Singgasana Magis Arcana

Terakhir dan Pertama



Terakhir dan Pertama

0Lucien mengulurkan tangan, "Senang bertemu denganmu, Tuan Marcus."     

Marcus menjabat tangan Lucien, lalu memasang senyum arogan. "Aku juga, Lucien. Aku mendengar namamu ketika berada di Shaq. Ketika aku baru sampai di Aalto, dua hari yang lalu, aku akan mengunjungimu, tapi Tuan Victor memintaku untuk tidak mengganggumu dalam persiapan untuk konser pertamamu."     

Marcus menekankan kata 'pertama'. Di pikirannya, Lucien tidak perlu dihormati sebagai musisi sebelum menjalankan konser pertamanya dengan sukses.     
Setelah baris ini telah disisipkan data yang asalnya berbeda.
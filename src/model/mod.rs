//! Model module - Application state and data types
//!
//! This module contains all the data structures and state management for the application.
//! It is organized into submodules by responsibility:
//!
//! - `listing`: Listing, seller and media records
//! - `store`: Read-only listing store
//! - `unit`: Per-unit transient state (likes, mute, embed load phase)
//! - `feed`: Feed renderer state and playback synchronisation
//! - `modal`: Overlay state machine and session flag
//! - `app_model`: Main application model tying the pieces together

mod listing;
mod store;
mod unit;
mod feed;
mod modal;
mod app_model;

#[cfg(test)]
pub(crate) mod fixtures;

// Re-export all public types for convenient access
pub use listing::{CarSpecs, Listing, ListingId, Media, MediaKind, Seller};

pub use store::ListingStore;

pub use unit::{LoadPhase, UnitState};

pub use feed::{FeedMessage, FeedState};

pub use modal::{ContactOutcome, Modal, ModalController, ShareTarget, SignInOption};

pub use app_model::{AppModel, Notice};
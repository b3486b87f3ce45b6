//! Overlay state machine and the cosmetic session flag
//!
//! At most one overlay is visible at a time. The overlay is a single enum
//! value, so opening one implicitly replaces whatever was open before.

use super::listing::ListingId;

/// The overlay currently shown on top of the feed
#[derive(Clone, Debug, PartialEq, Eq, Default)]
pub enum Modal {
    #[default]
    Closed,
    Auth,
    Share,
    Specs(ListingId),
}

impl Modal {
    pub fn is_open(&self) -> bool {
        !matches!(self, Modal::Closed)
    }
}

/// Sign-in providers offered by the auth sheet. All of them succeed.
#[derive(Clone, Copy, Debug, PartialEq, Eq)]
pub enum SignInOption {
    Google,
    Facebook,
    TikTok,
    Email,
}

impl SignInOption {
    pub const ALL: [SignInOption; 4] = [
        SignInOption::Google,
        SignInOption::Facebook,
        SignInOption::TikTok,
        SignInOption::Email,
    ];

    pub fn label(self) -> &'static str {
        match self {
            SignInOption::Google => "Continue with Google",
            SignInOption::Facebook => "Continue with Facebook",
            SignInOption::TikTok => "Continue with TikTok",
            SignInOption::Email => "Continue with Email",
        }
    }
}

/// Targets offered by the share sheet
#[derive(Clone, Copy, Debug, PartialEq, Eq)]
pub enum ShareTarget {
    WhatsApp,
    Instagram,
    TikTok,
    CopyLink,
    Message,
}

impl ShareTarget {
    pub const ALL: [ShareTarget; 5] = [
        ShareTarget::WhatsApp,
        ShareTarget::Instagram,
        ShareTarget::TikTok,
        ShareTarget::CopyLink,
        ShareTarget::Message,
    ];

    pub fn label(self) -> &'static str {
        match self {
            ShareTarget::WhatsApp => "WhatsApp",
            ShareTarget::Instagram => "Instagram",
            ShareTarget::TikTok => "TikTok",
            ShareTarget::CopyLink => "Copy Link",
            ShareTarget::Message => "Message",
        }
    }
}

/// Result of asking to contact a seller
#[derive(Clone, Copy, Debug, PartialEq, Eq)]
pub enum ContactOutcome {
    /// Not signed in; the auth sheet is now open
    AuthRequired,
    /// Signed in; the caller should perform the contact side effect
    Contact,
}

/// Owns the overlay state, the session flag and the cursor inside the
/// open sheet. Reset on every process start.
#[derive(Clone, Debug, Default)]
pub struct ModalController {
    modal: Modal,
    authenticated: bool,
    cursor: usize,
}

impl ModalController {
    pub fn new() -> Self {
        Self::default()
    }

    pub fn modal(&self) -> &Modal {
        &self.modal
    }

    pub fn is_authenticated(&self) -> bool {
        self.authenticated
    }

    /// Highlighted option inside the auth or share sheet
    pub fn cursor(&self) -> usize {
        self.cursor
    }

    fn open(&mut self, modal: Modal) {
        tracing::debug!(from = ?self.modal, to = ?modal, "Modal transition");
        self.modal = modal;
        self.cursor = 0;
    }

    pub fn dismiss(&mut self) {
        if self.modal.is_open() {
            self.open(Modal::Closed);
        }
    }

    pub fn open_share(&mut self) {
        self.open(Modal::Share);
    }

    pub fn open_specs(&mut self, listing: ListingId) {
        self.open(Modal::Specs(listing));
    }

    /// Contact gate: opens the auth sheet when signed out, otherwise
    /// leaves the overlay alone and tells the caller to go ahead.
    pub fn contact_seller(&mut self) -> ContactOutcome {
        if self.authenticated {
            ContactOutcome::Contact
        } else {
            self.open(Modal::Auth);
            ContactOutcome::AuthRequired
        }
    }

    /// Contact pressed inside the specs drawer: the drawer closes first.
    pub fn contact_from_specs(&mut self) -> ContactOutcome {
        self.dismiss();
        self.contact_seller()
    }

    /// Any provider counts as a successful sign-in. Ignored unless the
    /// auth sheet is open.
    pub fn sign_in(&mut self, option: SignInOption) -> bool {
        if self.modal != Modal::Auth {
            return false;
        }
        tracing::info!(provider = ?option, "Signed in");
        self.authenticated = true;
        self.open(Modal::Closed);
        true
    }

    /// Picking a share target just closes the sheet.
    pub fn share_to(&mut self, target: ShareTarget) -> bool {
        if self.modal != Modal::Share {
            return false;
        }
        tracing::info!(target = target.label(), "Shared listing");
        self.open(Modal::Closed);
        true
    }

    fn option_count(&self) -> usize {
        match self.modal {
            Modal::Auth => SignInOption::ALL.len(),
            Modal::Share => ShareTarget::ALL.len(),
            _ => 0,
        }
    }

    pub fn cursor_next(&mut self) {
        let count = self.option_count();
        if count > 0 {
            self.cursor = (self.cursor + 1) % count;
        }
    }

    pub fn cursor_prev(&mut self) {
        let count = self.option_count();
        if count > 0 {
            self.cursor = (self.cursor + count - 1) % count;
        }
    }

    /// Activate the highlighted option of the open sheet
    pub fn confirm(&mut self) -> bool {
        match self.modal {
            Modal::Auth => self.sign_in(SignInOption::ALL[self.cursor]),
            Modal::Share => self.share_to(ShareTarget::ALL[self.cursor]),
            _ => false,
        }
    }
}
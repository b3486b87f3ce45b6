//! File-based logging
//!
//! The TUI owns the terminal, so tracing output goes to a rolling file
//! instead of stdout.

use std::path::Path;
use tracing_appender::rolling::{RollingFileAppender, Rotation};
use tracing_subscriber::{
    fmt::{self, format::FmtSpan},
    layer::SubscriberExt,
    util::SubscriberInitExt,
    EnvFilter,
};

const LOG_DIR: &str = ".logs";
const LOG_FILE_PREFIX: &str = "drift-rs";
const DEFAULT_FILTER: &str = "drift_rs=debug,warn";

/// Initialize the logging system.
///
/// Logs are written to `.logs/drift-rs.YYYY-MM-DD` with daily rotation.
/// `RUST_LOG` overrides the default filter (`drift_rs` at DEBUG, everything
/// else at WARN).
pub fn init_logging() -> anyhow::Result<()> {
    let log_dir = Path::new(LOG_DIR);
    if !log_dir.exists() {
        std::fs::create_dir_all(log_dir)?;
    }

    let file_appender = RollingFileAppender::new(Rotation::DAILY, LOG_DIR, LOG_FILE_PREFIX);
    let (non_blocking, guard) = tracing_appender::non_blocking(file_appender);

    // The guard flushes on drop; keep it for the life of the process
    Box::leak(Box::new(guard));

    let filter = EnvFilter::try_from_default_env().unwrap_or_else(|_| EnvFilter::new(DEFAULT_FILTER));

    let fmt_layer = fmt::layer()
        .with_writer(non_blocking)
        .with_ansi(false)
        .with_target(true)
        .with_thread_ids(false)
        .with_thread_names(false)
        .with_span_events(FmtSpan::CLOSE);

    tracing_subscriber::registry()
        .with(filter)
        .with(fmt_layer)
        .try_init()?;

    tracing::info!("Logging initialized - logs written to {}/", LOG_DIR);

    Ok(())
}
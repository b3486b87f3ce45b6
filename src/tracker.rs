//! Active-item tracking over the host's visibility observer
//!
//! Every listing region is observed with one shared sink so crossings
//! arrive in the order they happened. The most recent region to enter the
//! threshold is the active one; leaving the threshold never changes it.

use std::collections::HashMap;

use futures::{FutureExt, StreamExt};

use crate::surface::{visibility_channel, RegionId, VisibilityEvent, VisibilityObserver, VisibilityStream};

pub struct VisibilityTracker {
    events: Option<VisibilityStream>,
    positions: HashMap<RegionId, usize>,
    active: usize,
}

impl VisibilityTracker {
    /// Observe the first `count` regions of the container, one per listing.
    /// The first listing is active until an event says otherwise.
    pub fn attach(observer: &mut dyn VisibilityObserver, count: usize) -> Self {
        let (sink, stream) = visibility_channel();
        let mut positions = HashMap::with_capacity(count);
        for position in 0..count {
            let region = RegionId(position);
            positions.insert(region, position);
            observer.observe(region, sink.clone());
        }
        tracing::debug!(count, "Visibility tracker attached");
        Self {
            events: Some(stream),
            positions,
            active: 0,
        }
    }

    pub fn active(&self) -> usize {
        self.active
    }

    pub fn is_attached(&self) -> bool {
        self.events.is_some()
    }

    /// Apply one event; returns the feed position if it entered the threshold.
    pub fn handle(&mut self, event: VisibilityEvent) -> Option<usize> {
        if !event.visible {
            return None;
        }
        let position = *self.positions.get(&event.region)?;
        self.active = position;
        Some(position)
    }

    /// Drain every pending event. Returns the new active position if it
    /// differs from the one before draining.
    pub fn settle(&mut self) -> Option<usize> {
        let before = self.active;
        while let Some(event) = self.try_next() {
            if let Some(position) = self.handle(event) {
                tracing::trace!(position, "Region entered visibility threshold");
            }
        }
        (self.active != before).then_some(self.active)
    }

    fn try_next(&mut self) -> Option<VisibilityEvent> {
        let stream = self.events.as_mut()?;
        match stream.next().now_or_never() {
            Some(Some(event)) => Some(event),
            Some(None) => {
                // Every sink is gone; the observer disconnected on its own
                self.events = None;
                None
            }
            None => None,
        }
    }

    /// Release all observation. Pending and future events are dropped.
    pub fn teardown(&mut self, observer: &mut dyn VisibilityObserver) {
        observer.disconnect();
        if let Some(mut stream) = self.events.take() {
            stream.close();
        }
        tracing::debug!("Visibility tracker torn down");
    }
}
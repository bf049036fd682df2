pub mod config;
pub mod inventory_service;
pub mod purchase_service;

pub use config::{ClientConfig, InventoryConfig, PurchaseConfig};
pub use inventory_service::{FetchCycle, InventoryService};
pub use purchase_service::{PURCHASE_FAILED_NOTICE, PurchaseService};
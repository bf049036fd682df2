pub mod loader;
pub mod types;

pub use loader::{
    BASE_URL_ENV, CONFIG_PATH_ENV, ConfigError, WS_URL_ENV, load_config, load_config_from_str,
    load_default_config,
};
pub use types::{ClientConfigFile, MatchingEngineConfigJson, RestConfigJson};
"Tuan Victor sering menyebut namamu. Dia berkata bahwa kau adalah muridnya yang paling menonjol." Lucien tetap sopan. "Untuk masalah pengalaman konser, aku belum sehebat dirimu."     

"Ya ... Itu adalah suatu kehormatan bagiku karena diundang oleh banyak negara." Marcus memasang senyuman lebar ketika mereka membicarakan tentang hal yang paling dia banggakan. Dia duduk disamping Lucien dan mulai membicarakan tentang pengalaman konsernya di berbagai macam negara: Kerajaan Syracuse yang penuh semangat, sifat kaku dan kuno dari Kekaisaran Suci Heilz, serta keberanian dari Kerajaan Shaq...     

Lucien tidak keberatan mengetahui lebih banyak tentang negara-negara ini. Jadi dia hanya mengangguk dan menanyakan beberapa pertanyaan sesekali ketika Marcus berbicara.     

Marcus tidak berhenti bicara sampai konsernya akan dimulai. Di dalam pikirannya, Marcus merasa Lucien sangat mudah diajak bicara, tidak arogan seperti yang dia kira.     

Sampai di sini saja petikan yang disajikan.